I understand that it can be confusing, because both Asperger’s and asshole start with the same syllable, but they are not, in fact, synonymous. If you were to look up Asperger’s in the DSM-IV (which I know is a favourite of the creepy and bizarre hivemind that inhibits the TelevisionWithoutPity boards), you would realize that “being a weirdo and/or an asshole” isn’t even on the list of diagnostic criteria for Asperger’s.

Some people with Asperger’s might come across as assholes because of their social impairments. They might be working their buns off to appear differently, but unfortunately falling short because sometimes it’s hard to figure out what makes you an asshole in the outside world. Some people with Asperger’s are just assholes. Some neurotypicals might come across as assholes because awkwardness and cluelessness are not the sole domain of my people. They might be really trying and failing as well, because the greater social world isn’t easy to navigate for everyone. Some neurotypicals are just assholes.

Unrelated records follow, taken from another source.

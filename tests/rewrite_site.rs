//! End-to-end runs of every pass family over a small calculator site.
//!
//! The fixture mirrors the layout these rewrites were written for: shared
//! assets under `/css` and `/js`, pages nested a few directories deep, and a
//! mortgage calculator that ships its own stylesheet and scripts.

use sitefix::config::RewriteConfig;
use sitefix::rewrite::{RewriteOptions, rewrite_families, rewrite_tree};
use sitefix::rules::{PassFamily, RuleSet};
use std::fs;
use std::path::{Path, PathBuf};
use std::time::SystemTime;
use tempfile::TempDir;

const HOME: &str = r#"<!DOCTYPE html>
<html>
<head>
<link rel="stylesheet" href="css/style.css">
</head>
<body>
<nav>
<a href="/index.html">Home</a>
<a href="/finance/index.html">Finance</a>
<a href="/health/bmi/bmi-calculator/index.html">BMI</a>
<a href="about.html">About</a>
<a href="mailto:hello@example.com">Contact</a>
</nav>
<img href="/images/logo.png">
<script src="js/main.js"></script>
</body>
</html>
"#;

const LOAN: &str = r#"<html>
<head><link rel="stylesheet" href="../../../css/style.css"></head>
<body>
<a href="/finance/mortgage/mortgage-calculator/index.html">Mortgage</a>
<a href="/sitemap.xml">Sitemap</a>
<script src="../../../js/main.js"></script>
<script src="js/loan-calculator.js"></script>
</body>
</html>
"#;

const MORTGAGE: &str = r#"<html>
<head>
<link rel="stylesheet" href="../../../css/style.css">
<link rel="stylesheet" href="css/mortgage-calculator.css">
</head>
<body>
<a href="/finance">Finance</a>
<script src="js/mortgage-calculator.js"></script>
<script src="../../../js/dark-mode.js"></script>
</body>
</html>
"#;

const PLAIN: &str = "<html><body><p>No links here.</p></body></html>\n";

const SCRIPT: &str = r#"document.querySelector('a[href="about.html"]');"#;

fn write(root: &Path, rel: &str, content: &str) -> PathBuf {
    let path = root.join(rel);
    fs::create_dir_all(path.parent().unwrap()).unwrap();
    fs::write(&path, content).unwrap();
    path
}

fn setup_site() -> TempDir {
    let tmp = TempDir::new().unwrap();
    write(tmp.path(), "index.html", HOME);
    write(tmp.path(), "finance/loan/loan-calculator/index.html", LOAN);
    write(
        tmp.path(),
        "finance/mortgage/mortgage-calculator/index.html",
        MORTGAGE,
    );
    write(tmp.path(), "legal/privacy.html", PLAIN);
    write(tmp.path(), "js/main.js", SCRIPT);
    tmp
}

fn options() -> RewriteOptions {
    RewriteOptions {
        dry_run: false,
        threads: 2,
    }
}

fn run(root: &Path, family: PassFamily) -> usize {
    let rules = RuleSet::new(family, &RewriteConfig::default());
    rewrite_tree(root, &rules, &options(), None)
        .unwrap()
        .changed
        .len()
}

fn read(root: &Path, rel: &str) -> String {
    fs::read_to_string(root.join(rel)).unwrap()
}

fn mtime(path: &Path) -> SystemTime {
    fs::metadata(path).unwrap().modified().unwrap()
}

/// Snapshot of every file's content, sorted by relative path.
fn snapshot(root: &Path) -> Vec<(PathBuf, String)> {
    let mut files: Vec<(PathBuf, String)> = walkdir::WalkDir::new(root)
        .into_iter()
        .map(|e| e.unwrap())
        .filter(|e| e.file_type().is_file())
        .map(|e| {
            let rel = e.path().strip_prefix(root).unwrap().to_path_buf();
            (rel, fs::read_to_string(e.path()).unwrap())
        })
        .collect();
    files.sort();
    files
}

#[test]
fn links_pass_rewrites_suffixes() {
    let site = setup_site();
    assert_eq!(run(site.path(), PassFamily::Links), 2);

    let home = read(site.path(), "index.html");
    assert!(home.contains(r#"<a href="/">Home</a>"#));
    assert!(home.contains(r#"<a href="/finance/">Finance</a>"#));
    assert!(home.contains(r#"<a href="/health/bmi/bmi-calculator/">BMI</a>"#));
    assert!(home.contains(r#"<a href="about">About</a>"#));
    assert!(home.contains(r#"<a href="mailto:hello@example.com">Contact</a>"#));
}

#[test]
fn paths_pass_roots_shared_assets_and_keeps_local_ones() {
    let site = setup_site();
    assert_eq!(run(site.path(), PassFamily::Paths), 3);

    let home = read(site.path(), "index.html");
    assert!(home.contains(r#"href="/css/style.css""#));
    assert!(home.contains(r#"src="/js/main.js""#));

    let loan = read(site.path(), "finance/loan/loan-calculator/index.html");
    assert!(loan.contains(r#"href="/css/style.css""#));
    assert!(loan.contains(r#"src="/js/main.js""#));
    // Not a local-asset directory: bare js/ is rooted at the site
    assert!(loan.contains(r#"src="/js/loan-calculator.js""#));

    let dir = Path::new("finance/mortgage/mortgage-calculator")
        .to_string_lossy()
        .into_owned();
    let mortgage = read(site.path(), "finance/mortgage/mortgage-calculator/index.html");
    assert!(mortgage.contains(r#"href="/css/style.css""#));
    assert!(mortgage.contains(&format!(r#"href="/{dir}/css/mortgage-calculator.css""#)));
    assert!(mortgage.contains(&format!(r#"src="/{dir}/js/mortgage-calculator.js""#)));
    assert!(mortgage.contains(r#"src="/js/dark-mode.js""#));
}

#[test]
fn trailing_slash_pass_only_touches_directory_paths() {
    let site = setup_site();
    assert_eq!(run(site.path(), PassFamily::TrailingSlashes), 1);

    let mortgage = read(site.path(), "finance/mortgage/mortgage-calculator/index.html");
    assert!(mortgage.contains(r#"<a href="/finance/">Finance</a>"#));

    // Reserved extensions are left alone
    let home = read(site.path(), "index.html");
    assert!(home.contains(r#"href="/index.html""#));
    assert!(home.contains(r#"href="/images/logo.png""#));
    let loan = read(site.path(), "finance/loan/loan-calculator/index.html");
    assert!(loan.contains(r#"href="/sitemap.xml""#));
}

#[test]
fn non_html_files_are_never_written() {
    let site = setup_site();
    let script = site.path().join("js/main.js");
    let before = mtime(&script);

    rewrite_families(
        site.path(),
        &PassFamily::ALL,
        &RewriteConfig::default(),
        &options(),
        None,
    )
    .unwrap();

    assert_eq!(fs::read_to_string(&script).unwrap(), SCRIPT);
    assert_eq!(mtime(&script), before);
}

#[test]
fn files_without_matches_are_never_written() {
    let site = setup_site();
    let privacy = site.path().join("legal/privacy.html");
    let before = mtime(&privacy);

    let summaries = rewrite_families(
        site.path(),
        &PassFamily::ALL,
        &RewriteConfig::default(),
        &options(),
        None,
    )
    .unwrap();

    assert_eq!(mtime(&privacy), before);
    assert!(summaries.iter().all(|s| !s.changed.contains(&privacy)));
}

#[test]
fn every_family_is_idempotent_on_the_tree() {
    for family in PassFamily::ALL {
        let site = setup_site();
        run(site.path(), family);
        let first = snapshot(site.path());
        assert_eq!(run(site.path(), family), 0, "{family} changed files twice");
        assert_eq!(snapshot(site.path()), first);
    }
}

#[test]
fn combined_run_reaches_a_fixed_point() {
    let site = setup_site();
    let config = RewriteConfig::default();

    rewrite_families(site.path(), &PassFamily::ALL, &config, &options(), None).unwrap();
    let first = snapshot(site.path());

    // Re-running any family, in any number of repetitions, changes nothing.
    for _ in 0..2 {
        let summaries =
            rewrite_families(site.path(), &PassFamily::ALL, &config, &options(), None).unwrap();
        assert!(summaries.iter().all(|s| s.changed.is_empty()));
    }
    assert_eq!(snapshot(site.path()), first);

    let home = read(site.path(), "index.html");
    assert!(home.contains(r#"<a href="/">Home</a>"#));
    assert!(home.contains(r#"<a href="/finance/">Finance</a>"#));
    assert!(home.contains(r#"<a href="about">About</a>"#));
}

#[test]
fn dry_run_leaves_tree_untouched() {
    let site = setup_site();
    let before = snapshot(site.path());
    let options = RewriteOptions {
        dry_run: true,
        threads: 1,
    };

    let summaries = rewrite_families(
        site.path(),
        &PassFamily::ALL,
        &RewriteConfig::default(),
        &options,
        None,
    )
    .unwrap();

    assert_eq!(snapshot(site.path()), before);
    assert_eq!(summaries[0].changed.len(), 2);
    assert!(summaries.iter().all(|s| s.dry_run));
}

#[test]
fn config_file_extends_local_asset_dirs() {
    let site = setup_site();
    write(
        site.path(),
        "sitefix.toml",
        "[paths]\nlocal_asset_dirs = [\"mortgage-calculator\", \"loan-calculator\"]\n",
    );
    let config = sitefix::config::load_config(site.path()).unwrap();

    rewrite_families(site.path(), &[PassFamily::Paths], &config, &options(), None).unwrap();

    let dir = Path::new("finance/loan/loan-calculator")
        .to_string_lossy()
        .into_owned();
    let loan = read(site.path(), "finance/loan/loan-calculator/index.html");
    assert!(loan.contains(&format!(r#"src="/{dir}/js/loan-calculator.js""#)));
}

So when you see a story like this, please don’t immediately jump to the conclusion that the moron in question must have Asperger’s. The idea never even occurred to me when I was reading the story. Upon further reflection, I can almost see where someone would get the idea. I do recall going through a short, unfortunate phase where I wouldn’t shut up about my potential genius status. I was nineteen, struggling to find my place in the world and desperate to be taken seriously and doing a pretty terrible job of it on account of my terrible social skills. So I started clumsily telling people that I was a genius, because my smarts were all I really had going for me, and I couldn’t think of another way to prove that I wasn’t a total fuck-up. So I can see how someone might suspect that some of Scott Adams’s stupid behaviour sprung from a little dash of autism. But he goes way above and beyond your usual, run-of-the-mill Aspie weirdness.

And “deluded Asperger’s suffering narcissist?” Or “He’s either an awe-inspiringly good example of narcissistic personality disorder (I don’t care what the psychs say, it’s its own thing and should stay in the DSM) or an Aspie?”

You’re just pulling that out of your asses, Anonymous Internet Posters of the World. He could just as easily be your average nutjob compensating for the fact that he wrote a shitty comic strip that’s only brush with what is commonly known as “funny” was when Matthew became obsessed with it on NewsRadio.

Sometimes a douchebag is just a douchebag.